I got called off work today because our census is just too low to require the assigned staff. It is a wonderful thing. When I got the phone call this morning at 5am asking if I wanted to be off today, I said "Yes" and laughed. Then I slept for 5 more hours (that's counting the naps I took), read in bed, clipped my toenails, and otherwise acted like an invalid, which I justified because I had had a migraine the night before, and woke up with a sore throat. The sore throat will be temporary. The migraines, not so much.

I went to a chiropractor last week because my roommate gave me a coupon for free services. As I filled out the New Patient information, I let my personality show. I gave my insurance information, but on the line asking who would be paying for this visit, I wrote "You." I truthfully answered how long I had been suffering from the chief complaint that brought me in, and even wrote what precipitated said complaint (genes), but when it got to the line asking to describe how this complaint affected my daily life, I got tired of documentation, especially on a complaint that, if not widely suffered, is widely known, so I penciled in "Use your imagination."
On the second page, I crossed out three questions because, as I wrote [for the benefit of the improvement of their practice], they were duplicate questions which had already been answered on the first page.
When I was led back to see the chiropractor, I was told to sit in his office and wait. Instead, I stood and looked at his degrees, and at his nameplate, and noted that they didn't exactly match, so when he came in, I asked how he got his name (as printed on his desk) from the name that was printed on his certificates. (Answer: apparently he uses the Greek nickname for his full name).
I think he could tell I would be a tough customer.
He asked me to tell him the history of my complaint. I started with my birth, then gave a summary of what precipitated these events, telling that if he would care to know, I had written "a disturbance of homeostasis" on the New Patient information sheet. After digging deeper into this comment, we moved on to what I do to treat my migraines. When discovering that I had had an MRI when I first starting seeing a doctor about migraines, he asked what it showed.
"Nothing"
"Nothing?"
"Okay, my brain."
He said he knew I had some wit.
After filling up the page with information, he asked if I had anything to add.
I told him that I would like him to know that I'm not as invalid as that paper would make it seem.

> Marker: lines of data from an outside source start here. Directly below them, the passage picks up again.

impl OperationService {
    pub fn new(
        operations: Arc<dyn OperationRepository>,
        declarations: Arc<dyn DeclarationRepository>,
        crossings: Arc<dyn CrossingRepository>,
        gatt_forms: Arc<dyn GattFormRepository>,
        gate: Arc<dyn ComplianceGate>,
        audit: Arc<dyn AuditSink>,
        fail_open: bool,
    ) -> Self {
        let transition_engine =
            StatusTransitionEngine::new(Arc::clone(&gate)).with_fail_open(fail_open);
        Self {
            operations,
            declarations,
            crossings,
            gatt_forms,
            gate,
            transition_engine,
            crossing_engine: DeclarationCrossingEngine::new(),
            resolution: CrossingResolutionWorkflow::new(),
            calculator: GattAdjustmentCalculator::new(),
            audit,
            locks: OperationLocks::default(),
        }
    }

    pub async fn create_operation(
        &self,
        input: CreateOperationInput,
        context: &RequestContext,
    ) -> Result<Operation, ApplicationError> {
        let now = Utc::now();
        let operation = Operation {
            id: OperationId(Uuid::new_v4().to_string()),
            reference: input.reference,
            client_name: input.client_name,
            status: OperationStatus::Draft,
            inspection_type: input.inspection_type,
            version: 1,
            created_at: now,
            updated_at: now,
        };

        self.operations.create(operation.clone()).await.map_err(map_repository_error)?;
        info!(
            event_name = "lifecycle.operation_created",
            operation_id = %operation.id,
            correlation_id = %context.correlation_id,
            actor = %context.actor,
            "operation created in draft"
        );
        Ok(operation)
    }

    pub async fn get_operation(&self, id: &OperationId) -> Result<Operation, ApplicationError> {
        self.operations
            .find_by_id(id)
            .await
            .map_err(map_repository_error)?
            .ok_or_else(|| ApplicationError::NotFound { resource: "operation", id: id.0.clone() })
    }

    pub async fn list_history(
        &self,
        id: &OperationId,
    ) -> Result<Vec<StatusHistoryEntry>, ApplicationError> {
        self.get_operation(id).await?;
        self.operations.list_history(id).await.map_err(map_repository_error)
    }

    pub async fn change_status(
        &self,
        id: &OperationId,
        target: OperationStatus,
        comment: Option<String>,
        context: &RequestContext,
    ) -> Result<Operation, ApplicationError> {
        let _guard = self.locks.acquire(id).await;

        let operation = self.get_operation(id).await?;
        let mut request = TransitionRequest::new(target, context.actor.clone());
        if let Some(comment) = comment {
            request = request.with_comment(comment);
        }
        if let Some(source_ip) = &context.source_ip {
            request = request.with_source_ip(source_ip.clone());
        }

        let outcome = self
            .transition_engine
            .request_transition_with_audit(
                &operation,
                &request,
                self.audit.as_ref(),
                &context.audit(id),
            )
            .await
            .map_err(ApplicationError::Domain)?;

        let committed = self
            .operations
            .update_with_version(outcome.operation, operation.version)
            .await
            .map_err(map_repository_error)?;
        self.operations
            .append_history(outcome.history_entry)
            .await
            .map_err(map_repository_error)?;

        Ok(committed)
    }

    /// Pass-through probe of the compliance gate. Unlike a transition, a
    /// probe has nothing to fail open into, so an unreachable gate surfaces
    /// `GATE_UNAVAILABLE`.
    pub async fn validate_compliance(
        &self,
        id: &OperationId,
        target: OperationStatus,
    ) -> Result<ComplianceReport, ApplicationError> {
        let operation = self.get_operation(id).await?;
        self.gate
            .validate(&operation, target)
            .await
            .map_err(|error| DomainError::GateUnavailable { reason: error.to_string() }.into())
    }

    pub async fn intake_declaration(
        &self,
        id: &OperationId,
        input: DeclarationIntakeInput,
        context: &RequestContext,
    ) -> Result<Declaration, ApplicationError> {
        let _guard = self.locks.acquire(id).await;

        let operation = self.get_operation(id).await?;
        let existing = self
            .declarations
            .find_by_type(id, input.declaration_type)
            .await
            .map_err(map_repository_error)?;
        if existing.is_some() {
            return Err(DomainError::DuplicateDeclaration {
                operation_id: id.clone(),
                declaration_type: input.declaration_type,
            }
            .into());
        }

        let derived = DeclarationDerivation::from_fob_and_freight(
            input.fob_value,
            input.freight_value,
        );
        let now = Utc::now();
        let declaration = Declaration {
            id: DeclarationId(Uuid::new_v4().to_string()),
            operation_id: operation.id.clone(),
            declaration_type: input.declaration_type,
            fob_value: input.fob_value,
            freight_value: input.freight_value,
            insurance_value: derived.insurance_value,
            cif_value: derived.cif_value,
            taxable_base: derived.taxable_base,
            total_taxes: input.total_taxes,
            gatt_method: input.gatt_method,
            lines: input
                .lines
                .into_iter()
                .map(|line| TariffLine {
                    line_number: line.line_number,
                    tariff_code: line.tariff_code,
                    quantity: line.quantity,
                    unit_value: line.unit_value,
                    total_value: line.total_value,
                    tax_rate: line.tax_rate,
                    tax_amount: line.tax_amount,
                })
                .collect(),
            created_at: now,
            updated_at: now,
        };

        self.declarations.save(declaration.clone()).await.map_err(map_repository_error)?;
        self.audit.emit(
            AuditEvent::new(
                Some(id.clone()),
                context.correlation_id.clone(),
                "declaration.intake_recorded",
                AuditCategory::Persistence,
                context.actor.clone(),
                AuditOutcome::Success,
            )
            .with_metadata("declaration_type", declaration.declaration_type.as_str())
            .with_metadata("cif_value", declaration.cif_value.to_string()),
        );
        Ok(declaration)
    }

    pub async fn execute_crossing(
        &self,
        id: &OperationId,
        force: bool,
        context: &RequestContext,
    ) -> Result<CrossingResult, ApplicationError> {
        let _guard = self.locks.acquire(id).await;

        self.get_operation(id).await?;
        let preliminary = self
            .declarations
            .find_by_type(id, DeclarationType::Preliminary)
            .await
            .map_err(map_repository_error)?
            .ok_or_else(|| DomainError::MissingDeclaration {
                operation_id: id.clone(),
                missing: DeclarationType::Preliminary,
            })?;
        let final_declaration = self
            .declarations
            .find_by_type(id, DeclarationType::Final)
            .await
            .map_err(map_repository_error)?
            .ok_or_else(|| DomainError::MissingDeclaration {
                operation_id: id.clone(),
                missing: DeclarationType::Final,
            })?;

        let existing = self.crossings.find_by_operation(id).await.map_err(map_repository_error)?;
        if let Some(existing) = &existing {
            if existing.status == CrossingStatus::Resolved && !force {
                return Err(DomainError::CrossingAlreadyResolved.into());
            }
        }

        let result = self
            .crossing_engine
            .execute(&preliminary, &final_declaration)
            .map_err(ApplicationError::Domain)?;
        self.crossings.replace(result.clone()).await.map_err(map_repository_error)?;

        self.audit.emit(
            AuditEvent::new(
                Some(id.clone()),
                context.correlation_id.clone(),
                "crossing.executed",
                AuditCategory::Crossing,
                context.actor.clone(),
                AuditOutcome::Success,
            )
            .with_metadata("status", result.status.as_str())
            .with_metadata("discrepancies", result.discrepancies.len().to_string())
            .with_metadata("forced", force.to_string()),
        );
        Ok(result)
    }

    pub async fn resolve_crossing(
        &self,
        id: &OperationId,
        comment: &str,
        context: &RequestContext,
    ) -> Result<CrossingResult, ApplicationError> {
        let _guard = self.locks.acquire(id).await;

        self.get_operation(id).await?;
        let existing = self
            .crossings
            .find_by_operation(id)
            .await
            .map_err(map_repository_error)?
            .ok_or_else(|| ApplicationError::NotFound {
                resource: "crossing result",
                id: id.0.clone(),
            })?;

        let resolved = self
            .resolution
            .resolve(existing, &context.actor, comment)
            .map_err(ApplicationError::Domain)?;
        self.crossings.replace(resolved.clone()).await.map_err(map_repository_error)?;

        self.audit.emit(
            AuditEvent::new(
                Some(id.clone()),
                context.correlation_id.clone(),
                "crossing.resolved",
                AuditCategory::Crossing,
                context.actor.clone(),
                AuditOutcome::Success,
            )
            .with_metadata("resolved_by", context.actor.clone()),
        );
        Ok(resolved)
    }

    pub async fn get_crossing(
        &self,
        id: &OperationId,
    ) -> Result<CrossingResult, ApplicationError> {
        self.get_operation(id).await?;
        self.crossings
            .find_by_operation(id)
            .await
            .map_err(map_repository_error)?
            .ok_or_else(|| ApplicationError::NotFound {
                resource: "crossing result",
                id: id.0.clone(),
            })
    }

    pub async fn save_gatt_form(
        &self,
        id: &OperationId,
        input: GattFormInput,
        context: &RequestContext,
    ) -> Result<GattForm, ApplicationError> {
        let _guard = self.locks.acquire(id).await;

        let operation = self.get_operation(id).await?;
        if !requires_gatt_adjustment(operation.inspection_type) {
            return Err(DomainError::GattNotApplicable {
                inspection_type: operation.inspection_type,
            }
            .into());
        }

        let final_declaration = self
            .declarations
            .find_by_type(id, DeclarationType::Final)
            .await
            .map_err(map_repository_error)?
            .ok_or_else(|| DomainError::MissingDeclaration {
                operation_id: id.clone(),
                missing: DeclarationType::Final,
            })?;

        let existing = self.gatt_forms.find_by_operation(id).await.map_err(map_repository_error)?;
        if existing.as_ref().is_some_and(GattForm::is_finalized) {
            return Err(DomainError::AlreadyFinalized.into());
        }

        let adjusted_taxable_base = self.calculator.compute_adjusted_base(
            final_declaration.taxable_base,
            input.commissions,
            input.unrecorded_transport,
            input.adjustment_amount,
        );

        let now = Utc::now();
        let form = GattForm {
            id: GattFormId(Uuid::new_v4().to_string()),
            operation_id: operation.id.clone(),
            declaration_id: final_declaration.id.clone(),
            commercial_links: input.commercial_links,
            commissions: input.commissions,
            unrecorded_transport: input.unrecorded_transport,
            adjustment_amount: input.adjustment_amount,
            justification: input.justification,
            adjusted_taxable_base,
            completed_at: Some(now),
            created_at: now,
        };

        self.gatt_forms.save(form.clone()).await.map_err(map_repository_error)?;
        self.audit.emit(
            AuditEvent::new(
                Some(id.clone()),
                context.correlation_id.clone(),
                "valuation.gatt_form_completed",
                AuditCategory::Valuation,
                context.actor.clone(),
                AuditOutcome::Success,
            )
            .with_metadata("adjusted_taxable_base", adjusted_taxable_base.to_string()),
        );
        Ok(form)
    }
}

And it's true. Most of the time, I'm perfectly functional. Not perfect, but perfectly functional. Clearly it has not affected my personality development, nor inhibited my desire to achieve.

In one of my nursing classes in college, our professor was discussing something or other medical (I promise I paid attention at the time), and to supplement her comments, had on the projector the word "INVALID" stamped out. I turned to one of my classmates and asked "Why would these people be in-valid?" (pronounced with a longer "a" than the last "i". in other words, pronounced like "valid"). She laughed, and said "Invalid" (pronounced with the stress on the last "i"). The first means not valid. The second means infirm, or not strong.
I still think the meanings are too easily confused. Strength, or the ability to make profound change, does not necessarily depend on health.
FDR had polio.
Lord Nelson was an amputee and blind in one eye.
Moses had a speech impediment of some kind.
Beethoven was deaf.
Churchill had depression
Last week, as I stood before my stage IV with brain metastasis patient, watching her move her lips in a kiss in the direction of her husband, because it was his birthday, I thought of validation. Her husband opened a fortune cookie that read that Happiness in found in good health and good friends. I thought it was the worst fortune to give a family touched by cancer. I told him that it should read that Happiness is found in gratitude and good friends.

Not one of my patients is invalid. Even the ones that cause me to regret my assignment, the ones that make me cry in frustration, the ones that manipulate, irritate, and confusticate me, EVEN THEY are valid.
There are no invalIds by disease. It's an invAlid way to describe people who still fight, hope, and love.
And even in dying, they are not invalId, nor are they invAlid. For the worth of a soul is great.